Breve paréntesis: la enseñanza de la historia en primaria, secundaria y preparatoria, en todos los países del mundo, no tiene nada que ver con nosotros. Cuando mucho, participamos en la elaboración de los manuales, pero nunca en el diseño de los programas, porque este está reservado al poder político, a la burocracia educativa. Francia lo acaba de demostrar con la reforma de los programas de historia que impuso el Ministerio de Educación contra las protestas masivas de los profesores de historia.
No me atrevo a decir cuáles son los factores que provocan la caída abrupta del tiraje de nuestras revistas de historia y de los libros publicados por nuestras instituciones, pero es preocupante saber que no pasan de quinientos ejemplares que apenas se venden y que ni siquiera todas las bibliotecas universitarias compran. Ciertamente las universidades y los Centros Públicos de Investigación no han resuelto el problema de la distribución. ¿Unirse al seno de una gran distribuidora? El hecho de que nuestros libros no interesen a las grandes editoriales comerciales ¿corresponde a nuestra “cultura enclaustrada”? Queda que la crisis de la edición histórica es grave.

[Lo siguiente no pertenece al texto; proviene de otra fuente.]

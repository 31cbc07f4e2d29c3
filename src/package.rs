// src/package.rs

//! Package container reading and writing.
//!
//! A package is a gzipped tar archive carrying a `package.json` metadata
//! document at its root plus content entries, framework-partitioned under
//! `lib/<framework>/`. The core only needs to read the metadata document
//! and unpack entries; everything else about the container is delegated.

use crate::error::{Error, Result};
use crate::framework::Framework;
use crate::identity::PackageIdentity;
use crate::source::{DependencyGroup, PackageDependency};
use crate::version::{PackageVersion, VersionRange};
use flate2::read::GzDecoder;
use flate2::write::GzEncoder;
use flate2::Compression;
use serde::{Deserialize, Serialize};
use std::io::Read;
use std::path::Path;
use tar::{Archive, Builder, Header};

/// Name of the metadata document at the archive root.
pub const METADATA_ENTRY: &str = "package.json";

/// Root-level readme recognized for surfacing on direct installs.
pub const README_ENTRY: &str = "ReadMe.txt";

/// The declarative metadata document at the root of every package
#[derive(Debug, Clone, Serialize, Deserialize)]
pub struct PackageMetadata {
    pub id: String,
    pub version: String,
    #[serde(default, skip_serializing_if = "Option::is_none")]
    pub min_client_version: Option<String>,
    #[serde(default, skip_serializing_if = "Vec::is_empty")]
    pub package_types: Vec<String>,
    #[serde(default, skip_serializing_if = "std::ops::Not::not")]
    pub development_dependency: bool,
    #[serde(default, skip_serializing_if = "Vec::is_empty")]
    pub dependency_groups: Vec<MetadataDependencyGroup>,
}

/// One framework-conditional group of dependency declarations
#[derive(Debug, Clone, Serialize, Deserialize)]
pub struct MetadataDependencyGroup {
    #[serde(default, skip_serializing_if = "Option::is_none")]
    pub target_framework: Option<String>,
    #[serde(default)]
    pub dependencies: Vec<MetadataDependency>,
}

#[derive(Debug, Clone, Serialize, Deserialize)]
pub struct MetadataDependency {
    pub id: String,
    pub range: String,
}

impl PackageMetadata {
    pub fn new(id: impl Into<String>, version: &PackageVersion) -> Self {
        Self {
            id: id.into(),
            version: version.to_string(),
            min_client_version: None,
            package_types: Vec::new(),
            development_dependency: false,
            dependency_groups: Vec::new(),
        }
    }

    pub fn identity(&self) -> Result<PackageIdentity> {
        Ok(PackageIdentity::new(
            self.id.clone(),
            PackageVersion::parse(&self.version)?,
        ))
    }

    pub fn min_client_version(&self) -> Result<Option<PackageVersion>> {
        self.min_client_version
            .as_deref()
            .map(PackageVersion::parse)
            .transpose()
    }

    /// Parse the declared groups into the typed dependency model.
    pub fn typed_groups(&self) -> Result<Vec<DependencyGroup>> {
        self.dependency_groups
            .iter()
            .map(|g| {
                Ok(DependencyGroup {
                    target_framework: g
                        .target_framework
                        .as_deref()
                        .map(Framework::parse)
                        .transpose()?,
                    dependencies: g
                        .dependencies
                        .iter()
                        .map(|d| {
                            Ok(PackageDependency {
                                id: d.id.clone(),
                                range: VersionRange::parse(&d.range)?,
                            })
                        })
                        .collect::<Result<Vec<_>>>()?,
                })
            })
            .collect()
    }
}

/// Builds a package archive in memory. Sources and tests use this; the
/// live feed side produces the same container shape.
pub struct PackageBuilder {
    metadata: PackageMetadata,
    files: Vec<(String, Vec<u8>)>,
}

impl PackageBuilder {
    pub fn new(metadata: PackageMetadata) -> Self {
        Self {
            metadata,
            files: Vec::new(),
        }
    }

    /// Add a content entry, e.g. `lib/net45/Widget.dll`.
    pub fn file(mut self, path: impl Into<String>, content: impl Into<Vec<u8>>) -> Self {
        self.files.push((path.into(), content.into()));
        self
    }

    pub fn build(self) -> Result<Vec<u8>> {
        let encoder = GzEncoder::new(Vec::new(), Compression::default());
        let mut builder = Builder::new(encoder);

        let doc = serde_json::to_vec_pretty(&self.metadata)?;
        append_entry(&mut builder, METADATA_ENTRY, &doc)?;
        for (path, content) in &self.files {
            append_entry(&mut builder, path, content)?;
        }

        let encoder = builder.into_inner()?;
        Ok(encoder.finish()?)
    }
}

fn append_entry<W: std::io::Write>(
    builder: &mut Builder<W>,
    path: &str,
    content: &[u8],
) -> Result<()> {
    let mut header = Header::new_gnu();
    header.set_size(content.len() as u64);
    header.set_mode(0o644);
    header.set_cksum();
    builder.append_data(&mut header, path, content)?;
    Ok(())
}

/// Read just the metadata document from package bytes. Callers that know
/// which identity the bytes were fetched for should wrap failures with
/// that context.
pub fn read_metadata(bytes: &[u8]) -> Result<PackageMetadata> {
    let mut archive = Archive::new(GzDecoder::new(bytes));
    for entry in archive.entries()? {
        let mut entry = entry?;
        if entry.path()?.as_ref() == Path::new(METADATA_ENTRY) {
            let mut doc = Vec::new();
            entry.read_to_end(&mut doc)?;
            return serde_json::from_slice(&doc).map_err(Error::from);
        }
    }
    Err(Error::PackageRead {
        identity: "<unidentified>".to_string(),
        detail: format!("archive has no {METADATA_ENTRY}"),
    })
}

/// Unpack package bytes into a directory. The directory is created if
/// missing; entries are written relative to it.
pub fn extract_to(identity: &PackageIdentity, bytes: &[u8], dir: &Path) -> Result<()> {
    std::fs::create_dir_all(dir)?;
    let mut archive = Archive::new(GzDecoder::new(bytes));
    archive.unpack(dir).map_err(|e| Error::PackageRead {
        identity: identity.to_string(),
        detail: format!("failed to unpack into {}: {e}", dir.display()),
    })
}
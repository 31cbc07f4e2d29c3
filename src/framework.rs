// src/framework.rs

//! Target framework identifiers and compatibility.
//!
//! Frameworks are parsed from folder-name monikers such as `net45`,
//! `net472`, or `netstandard2.0`. A package folder is compatible with a
//! project when the identifiers match and the folder's version does not
//! exceed the project's; the best match is the greatest compatible version.

use crate::error::{Error, Result};
use std::fmt;

/// A parsed target framework moniker
#[derive(Debug, Clone, PartialEq, Eq, Hash)]
pub enum Framework {
    /// Matches every project framework; the moniker `any`.
    Any,
    Known {
        identifier: FrameworkIdentifier,
        version: (u16, u16),
    },
}

#[derive(Debug, Clone, Copy, PartialEq, Eq, Hash)]
pub enum FrameworkIdentifier {
    /// `netNN` monikers, e.g. net40, net45, net472.
    NetFramework,
    /// `netstandardX.Y` monikers.
    NetStandard,
}

impl Framework {
    pub fn any() -> Self {
        Framework::Any
    }

    /// Parse a framework moniker
    ///
    /// Examples: "net45" → .NET Framework 4.5, "net472" → 4.7.2 (extra
    /// digits fold into the minor part), "netstandard2.0", "any".
    pub fn parse(s: &str) -> Result<Self> {
        let s = s.trim();
        let lower = s.to_ascii_lowercase();
        let invalid = || Error::FrameworkParse {
            input: s.to_string(),
        };

        if lower.is_empty() || lower == "any" {
            return Ok(Framework::Any);
        }

        if let Some(rest) = lower.strip_prefix("netstandard") {
            let (major, minor) = rest.split_once('.').ok_or_else(invalid)?;
            return Ok(Framework::Known {
                identifier: FrameworkIdentifier::NetStandard,
                version: (
                    major.parse().map_err(|_| invalid())?,
                    minor.parse().map_err(|_| invalid())?,
                ),
            });
        }

        if let Some(digits) = lower.strip_prefix("net") {
            if digits.is_empty() || !digits.bytes().all(|b| b.is_ascii_digit()) {
                return Err(invalid());
            }
            // "45" → (4, 5); "472" → (4, 72): first digit is the major,
            // the remainder is the minor.
            let major: u16 = digits[..1].parse().map_err(|_| invalid())?;
            let minor: u16 = digits[1..].parse().unwrap_or(0);
            return Ok(Framework::Known {
                identifier: FrameworkIdentifier::NetFramework,
                version: (major, minor),
            });
        }

        Err(invalid())
    }

    /// Whether content targeting `self` can be consumed by a project
    /// targeting `project`.
    pub fn compatible_with(&self, project: &Framework) -> bool {
        match (self, project) {
            (Framework::Any, _) | (_, Framework::Any) => true,
            (
                Framework::Known {
                    identifier: a,
                    version: av,
                },
                Framework::Known {
                    identifier: b,
                    version: bv,
                },
            ) => a == b && av <= bv,
        }
    }

    /// Rank for best-match selection among compatible candidates: a later
    /// (greater) framework version wins, and any concrete framework beats
    /// the `any` placeholder.
    fn precedence(&self) -> (u8, (u16, u16)) {
        match self {
            Framework::Any => (0, (0, 0)),
            Framework::Known { version, .. } => (1, *version),
        }
    }

    /// Pick the best match for `project` among `candidates`, the
    /// longest-compatible rule: highest compatible framework version.
    pub fn best_match<'a>(
        project: &Framework,
        candidates: impl IntoIterator<Item = &'a Framework>,
    ) -> Option<&'a Framework> {
        candidates
            .into_iter()
            .filter(|c| c.compatible_with(project))
            .max_by_key(|c| c.precedence())
    }
}

impl fmt::Display for Framework {
    fn fmt(&self, f: &mut fmt::Formatter<'_>) -> fmt::Result {
        match self {
            Framework::Any => write!(f, "any"),
            Framework::Known {
                identifier: FrameworkIdentifier::NetFramework,
                version: (major, minor),
            } => write!(f, "net{major}{minor}"),
            Framework::Known {
                identifier: FrameworkIdentifier::NetStandard,
                version: (major, minor),
            } => write!(f, "netstandard{major}.{minor}"),
        }
    }
}

impl std::str::FromStr for Framework {
    type Err = Error;

    fn from_str(s: &str) -> Result<Self> {
        Self::parse(s)
    }
}

#[cfg(test)]
mod tests {
    use super::*;

    fn fw(s: &str) -> Framework {
        Framework::parse(s).unwrap()
    }

    #[test]
    fn test_parse_net_monikers() {
        assert_eq!(
            fw("net45"),
            Framework::Known {
                identifier: FrameworkIdentifier::NetFramework,
                version: (4, 5)
            }
        );
        assert_eq!(
            fw("net472"),
            Framework::Known {
                identifier: FrameworkIdentifier::NetFramework,
                version: (4, 72)
            }
        );
    }

    #[test]
    fn test_parse_netstandard() {
        assert_eq!(
            fw("netstandard2.0"),
            Framework::Known {
                identifier: FrameworkIdentifier::NetStandard,
                version: (2, 0)
            }
        );
    }

    #[test]
    fn test_parse_rejects_unknown() {
        assert!(Framework::parse("silverlight5").is_err());
        assert!(Framework::parse("netstandard").is_err());
        assert!(Framework::parse("netx").is_err());
    }

    #[test]
    fn test_compatibility_is_upward() {
        assert!(fw("net40").compatible_with(&fw("net45")));
        assert!(!fw("net46").compatible_with(&fw("net45")));
        assert!(fw("net45").compatible_with(&fw("net45")));
    }

    #[test]
    fn test_any_is_always_compatible() {
        assert!(Framework::Any.compatible_with(&fw("net45")));
        assert!(fw("net45").compatible_with(&Framework::Any));
    }

    #[test]
    fn test_identifiers_do_not_mix() {
        assert!(!fw("netstandard2.0").compatible_with(&fw("net45")));
    }

    #[test]
    fn test_best_match_prefers_highest_compatible() {
        let candidates = vec![fw("net20"), fw("net40"), fw("net45"), fw("net46")];
        let best = Framework::best_match(&fw("net45"), &candidates);
        assert_eq!(best, Some(&fw("net45")));
    }

    #[test]
    fn test_best_match_prefers_concrete_over_any() {
        let candidates = vec![Framework::Any, fw("net40")];
        let best = Framework::best_match(&fw("net45"), &candidates);
        assert_eq!(best, Some(&fw("net40")));
    }

    #[test]
    fn test_best_match_none_when_incompatible() {
        let candidates = vec![fw("net46"), fw("net47")];
        assert_eq!(Framework::best_match(&fw("net45"), &candidates), None);
    }

    #[test]
    fn test_display_roundtrip() {
        for s in ["net45", "net472", "netstandard2.0", "any"] {
            assert_eq!(fw(s).to_string(), s);
        }
    }
}
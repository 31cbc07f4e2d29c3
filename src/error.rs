// src/error.rs

//! Crate-wide error type.
//!
//! Every user-facing failure carries the offending package identity in its
//! message. Aggregate failures wrap the primary cause so callers can unwrap
//! back to the original error.

use std::path::PathBuf;

pub type Result<T> = std::result::Result<T, Error>;

#[derive(Debug, thiserror::Error)]
pub enum Error {
    /// Install of an identity that the project already references.
    #[error("package '{identity}' is already installed in project '{project}'")]
    PackageAlreadyInstalled { identity: String, project: String },

    /// Identity not resolvable in any configured source.
    #[error("package '{identity}' was not found in any source")]
    PackageNotFound { identity: String },

    /// Id-only install with no permissible version in any source.
    #[error("no latest version of '{id}' satisfies the current policy")]
    NoLatestVersion { id: String },

    /// Uninstall refused because other references still depend on the package.
    #[error("unable to uninstall '{identity}' because '{dependent}' depends on it")]
    PackageHasDependents { identity: String, dependent: String },

    /// Chosen versions cannot jointly satisfy all range constraints. The
    /// detail names both sides of the violated requirement.
    #[error("dependency conflict on '{id}': {detail}")]
    DependencyConflict { id: String, detail: String },

    /// Id-only install would lower the version of an already-installed package.
    #[error("installing '{id}' would downgrade it from {installed} to {proposed}")]
    UnexpectedDowngrade {
        id: String,
        installed: String,
        proposed: String,
    },

    /// Package has framework-specific content but none of it fits the project.
    #[error("package '{identity}' has no items compatible with framework '{framework}'")]
    NoCompatibleItems { identity: String, framework: String },

    /// MinClientVersion or package-type gate.
    #[error("package '{identity}' requires capabilities this client does not provide: {reason}")]
    VersionNotSatisfied { identity: String, reason: String },

    /// Corrupt manifest XML. No partial parse is accepted.
    #[error("failed to parse manifest '{path}': {detail}")]
    ManifestParseError { path: PathBuf, detail: String },

    /// Every configured source failed for an operation that needed one.
    #[error("all package sources failed: {detail}")]
    SourceUnavailable { detail: String },

    /// Cooperative cancellation.
    #[error("operation was cancelled")]
    Cancelled,

    #[error("invalid version '{input}': {detail}")]
    VersionParse { input: String, detail: String },

    #[error("invalid version range '{input}': {detail}")]
    RangeParse { input: String, detail: String },

    #[error("invalid target framework '{input}'")]
    FrameworkParse { input: String },

    #[error("invalid package payload for '{identity}': {detail}")]
    PackageRead { identity: String, detail: String },

    #[error(transparent)]
    Io(#[from] std::io::Error),

    #[error(transparent)]
    Json(#[from] serde_json::Error),

    /// A wrapper that preserves the primary cause of a compound failure.
    #[error("{context}")]
    Aggregate {
        context: String,
        #[source]
        inner: Box<Error>,
    },
}

impl Error {
    /// Wrap an error with operation context, keeping it reachable as `inner`.
    pub fn aggregate(context: impl Into<String>, inner: Error) -> Self {
        Error::Aggregate {
            context: context.into(),
            inner: Box::new(inner),
        }
    }

    /// Unwrap through any aggregate layers to the primary cause.
    pub fn root_cause(&self) -> &Error {
        match self {
            Error::Aggregate { inner, .. } => inner.root_cause(),
            other => other,
        }
    }
}

#[cfg(test)]
mod tests {
    use super::*;

    #[test]
    fn test_aggregate_unwraps_to_original() {
        let inner = Error::PackageNotFound {
            identity: "jQuery/1.4.4".to_string(),
        };
        let wrapped = Error::aggregate(
            "executing install plan",
            Error::aggregate("action 2 of 3", inner),
        );

        match wrapped.root_cause() {
            Error::PackageNotFound { identity } => assert_eq!(identity, "jQuery/1.4.4"),
            other => panic!("unexpected root cause: {other:?}"),
        }
    }

    #[test]
    fn test_messages_name_the_identity() {
        let err = Error::PackageHasDependents {
            identity: "jQuery".to_string(),
            dependent: "jQuery.Validation/1.13.1".to_string(),
        };
        let msg = err.to_string();
        assert!(msg.contains("jQuery"));
        assert!(msg.contains("jQuery.Validation/1.13.1"));
    }
}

Autocrítica: Sí, es cierto, escribimos para un círculo estrecho de colegas; ni siquiera alcanzamos a leernos entre nosotros; somos demasiado especializados. En México, sobran los contemporaneístas y son escasos los historiadores que salen del campo de la historia nacional, tanto para la investigación como para la lectura. Lástima, en un tiempo en que la historia se quiere más “global”, más sensible a los contactos, relaciones, intercambios, conexiones entre las diferentes partes del mundo, ese provincialismo no nos es propio. Pasa lo mismo en todos los países, pero nuestro ombliguismo es grande.
II. Perspectivas
Existen nuevos retos que surgen de la multiplicación de los usos sociales de la historia, de la historia como ocio colectivo en el cine y la televisión, las exigencias de la memoria (el tristemente famoso “deber de la memoria”) y las conmemoraciones que se han multiplicado de manera exponencial al grado de ser una industria cultural. Incluso los tribunales citan a los historiadores como testigos o expertos.
Lo más importante es que existe una demanda por parte del “gran público” que se apasiona por una historia que no le proporciona la academia, demanda que enriquece a las casas editoriales y a los autores, amateurs en el mejor de los casos, peligrosos falsarios en muchos otros. History Channel, Clío, PBS, BBC, y el canal francoalemán Arte ofrecen productos televisivos de calidad que responden al gran apetito por la historia.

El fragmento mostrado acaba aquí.